Activity> Go line by line through the records below. Copy whichever lines contain the string "HttpRequest".

Recorded information>

┌──

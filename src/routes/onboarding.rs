use actix_web::{HttpRequest, HttpResponse, Result as ActixResult, web};
use once_cell::sync::Lazy;

use crate::middlewares;
use crate::models::institutions::requests::OnboardingRequest;
use crate::services::OnboardingService;

static ONBOARDING_SERVICE: Lazy<OnboardingService> = Lazy::new(OnboardingService::new_lazy);

pub async fn onboard(
    req: HttpRequest,
    data: web::Json<OnboardingRequest>,
) -> ActixResult<HttpResponse> {
    ONBOARDING_SERVICE.onboard(&req, data.into_inner()).await
}

pub fn configure_onboarding_routes(cfg: &mut web::ServiceConfig) {
    cfg.service(
        web::scope("/api/v1/onboarding")
            .wrap(middlewares::RequireJWT)
            .route("", web::post().to(onboard)),
    );
}
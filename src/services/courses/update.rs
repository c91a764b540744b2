use actix_web::{HttpRequest, HttpResponse, Result as ActixResult};
use tracing::info;

use super::CourseService;
use crate::models::{ApiResponse, ErrorCode, courses::requests::UpdateCourseRequest};
use crate::services::access::{current_user_id, ensure_owner};
use crate::services::{bad_request, error_response, not_found};
use crate::storage::OwnedResource;
use crate::utils::validate::require_text;

pub async fn update_course(
    service: &CourseService,
    request: &HttpRequest,
    course_id: i64,
    update: UpdateCourseRequest,
) -> ActixResult<HttpResponse> {
    let storage = service.get_storage(request);
    let user_id = match current_user_id(request) {
        Ok(id) => id,
        Err(resp) => return Ok(resp),
    };
    if let Err(resp) = ensure_owner(&storage, user_id, OwnedResource::Course, course_id).await {
        return Ok(resp);
    }

    if let Some(ref name) = update.name
        && let Err(msg) = require_text(name, "name")
    {
        return Ok(bad_request(ErrorCode::BadRequest, msg));
    }

    match storage.update_course(course_id, update).await {
        Ok(Some(course)) => {
            info!("Course {} updated", course_id);
            Ok(HttpResponse::Ok().json(ApiResponse::success(course, "Course updated successfully")))
        }
        Ok(None) => Ok(not_found(ErrorCode::CourseNotFound, "Course not found")),
        Err(e) => Ok(error_response(&e, ErrorCode::CourseAlreadyExists)),
    }
}
//! 统一错误处理模块
//!
//! 使用宏自动生成错误类型，支持错误代码、类型名称和 HTTP 状态码。

use actix_web::http::StatusCode;
use sea_orm::{DbErr, SqlErr};
use std::fmt;

/// 定义错误类型的宏
///
/// 自动生成：
/// - enum 定义
/// - code() 方法 - 返回错误代码
/// - error_type() 方法 - 返回错误类型名称
/// - message() 方法 - 返回错误详情
/// - 便捷构造函数
macro_rules! define_notadez_errors {
    ($(
        $variant:ident($code:literal, $type_name:literal)
    ),* $(,)?) => {
        #[derive(Debug, Clone)]
        pub enum NotaDezError {
            $($variant(String),)*
        }

        impl NotaDezError {
            /// 获取错误代码
            pub fn code(&self) -> &'static str {
                match self {
                    $(NotaDezError::$variant(_) => $code,)*
                }
            }

            /// 获取错误类型名称
            pub fn error_type(&self) -> &'static str {
                match self {
                    $(NotaDezError::$variant(_) => $type_name,)*
                }
            }

            /// 获取错误详情
            pub fn message(&self) -> &str {
                match self {
                    $(NotaDezError::$variant(msg) => msg,)*
                }
            }
        }

        // 生成便捷构造函数
        paste::paste! {
            impl NotaDezError {
                $(
                    pub fn [<$variant:snake>]<T: Into<String>>(msg: T) -> Self {
                        NotaDezError::$variant(msg.into())
                    }
                )*
            }
        }
    };
}

define_notadez_errors! {
    DatabaseConfig("E001", "Database Configuration Error"),
    DatabaseConnection("E002", "Database Connection Error"),
    DatabaseOperation("E003", "Database Operation Error"),
    UniqueViolation("E004", "Unique Constraint Violation"),
    ForeignKeyViolation("E005", "Foreign Key Constraint Violation"),
    FileOperation("E006", "File Operation Error"),
    Validation("E007", "Validation Error"),
    NotFound("E008", "Resource Not Found"),
    Serialization("E009", "Serialization Error"),
    DateParse("E010", "Date Parse Error"),
    Authentication("E011", "Authentication Error"),
    Formula("E012", "Formula Error"),
    Email("E013", "Email Delivery Error"),
}

impl NotaDezError {
    /// 格式化为彩色输出（用于开发环境）
    #[cfg(debug_assertions)]
    pub fn format_colored(&self) -> String {
        format!(
            "\x1b[1;31m[ERROR]\x1b[0m \x1b[33m{}\x1b[0m \x1b[31m{}\x1b[0m\n  {}",
            self.code(),
            self.error_type(),
            self.message()
        )
    }

    /// 格式化为简洁输出
    pub fn format_simple(&self) -> String {
        format!("{}: {}", self.error_type(), self.message())
    }

    /// 对应的 HTTP 状态码
    ///
    /// 外键错误统一视为父资源不存在；请求体里的父 id 由服务层另行映射为 400。
    pub fn http_status(&self) -> StatusCode {
        match self {
            NotaDezError::UniqueViolation(_) => StatusCode::CONFLICT,
            NotaDezError::ForeignKeyViolation(_) | NotaDezError::NotFound(_) => {
                StatusCode::NOT_FOUND
            }
            NotaDezError::Validation(_) | NotaDezError::Formula(_) => StatusCode::BAD_REQUEST,
            NotaDezError::Authentication(_) => StatusCode::UNAUTHORIZED,
            _ => StatusCode::INTERNAL_SERVER_ERROR,
        }
    }

    /// 按约束类型归类数据库错误
    pub fn from_db(context: &str, err: DbErr) -> Self {
        match err.sql_err() {
            Some(SqlErr::UniqueConstraintViolation(detail)) => {
                NotaDezError::UniqueViolation(format!("{context}: {detail}"))
            }
            Some(SqlErr::ForeignKeyConstraintViolation(detail)) => {
                NotaDezError::ForeignKeyViolation(format!("{context}: {detail}"))
            }
            _ => NotaDezError::DatabaseOperation(format!("{context}: {err}")),
        }
    }

    pub fn is_unique_violation(&self) -> bool {
        matches!(self, NotaDezError::UniqueViolation(_))
    }

    pub fn is_foreign_key_violation(&self) -> bool {
        matches!(self, NotaDezError::ForeignKeyViolation(_))
    }
}

impl fmt::Display for NotaDezError {
    fn fmt(&self, f: &mut fmt::Formatter<'_>) -> fmt::Result {
        write!(f, "{}", self.format_simple())
    }
}

impl std::error::Error for NotaDezError {}

// 为常见的错误类型实现 From trait
impl From<DbErr> for NotaDezError {
    fn from(err: DbErr) -> Self {
        NotaDezError::from_db("Database error", err)
    }
}

impl From<std::io::Error> for NotaDezError {
    fn from(err: std::io::Error) -> Self {
        NotaDezError::FileOperation(err.to_string())
    }
}

impl From<serde_json::Error> for NotaDezError {
    fn from(err: serde_json::Error) -> Self {
        NotaDezError::Serialization(err.to_string())
    }
}

impl From<csv::Error> for NotaDezError {
    fn from(err: csv::Error) -> Self {
        NotaDezError::Serialization(format!("CSV error: {err}"))
    }
}

impl From<chrono::ParseError> for NotaDezError {
    fn from(err: chrono::ParseError) -> Self {
        NotaDezError::DateParse(err.to_string())
    }
}

pub type Result<T> = std::result::Result<T, NotaDezError>;

#[cfg(test)]
mod tests {
    use super::*;

    #[test]
    fn test_error_codes() {
        assert_eq!(NotaDezError::database_config("test").code(), "E001");
        assert_eq!(NotaDezError::unique_violation("test").code(), "E004");
        assert_eq!(NotaDezError::validation("test").code(), "E007");
        assert_eq!(NotaDezError::formula("test").code(), "E012");
    }

    #[test]
    fn test_error_types() {
        assert_eq!(
            NotaDezError::foreign_key_violation("test").error_type(),
            "Foreign Key Constraint Violation"
        );
        assert_eq!(
            NotaDezError::validation("test").error_type(),
            "Validation Error"
        );
    }

    #[test]
    fn test_error_message() {
        let err = NotaDezError::validation("Invalid input");
        assert_eq!(err.message(), "Invalid input");
    }

    #[test]
    fn test_format_simple() {
        let err = NotaDezError::not_found("Student 42");
        let formatted = err.format_simple();
        assert!(formatted.contains("Resource Not Found"));
        assert!(formatted.contains("Student 42"));
    }

    #[test]
    fn test_http_status_mapping() {
        assert_eq!(
            NotaDezError::unique_violation("dup").http_status(),
            StatusCode::CONFLICT
        );
        assert_eq!(
            NotaDezError::foreign_key_violation("fk").http_status(),
            StatusCode::NOT_FOUND
        );
        assert_eq!(
            NotaDezError::validation("bad").http_status(),
            StatusCode::BAD_REQUEST
        );
        assert_eq!(
            NotaDezError::database_operation("boom").http_status(),
            StatusCode::INTERNAL_SERVER_ERROR
        );
    }

    #[test]
    fn test_plain_db_error_is_operation_error() {
        let err = NotaDezError::from_db("Query failed", DbErr::Custom("oops".into()));
        assert!(matches!(err, NotaDezError::DatabaseOperation(_)));
        assert!(err.message().starts_with("Query failed"));
    }
}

└──

Task output>
use actix_web::{HttpRequest, HttpResponse, Result as ActixResult, web};
    req: HttpRequest,
use actix_web::{HttpRequest, HttpResponse, Result as ActixResult};
    request: &HttpRequest,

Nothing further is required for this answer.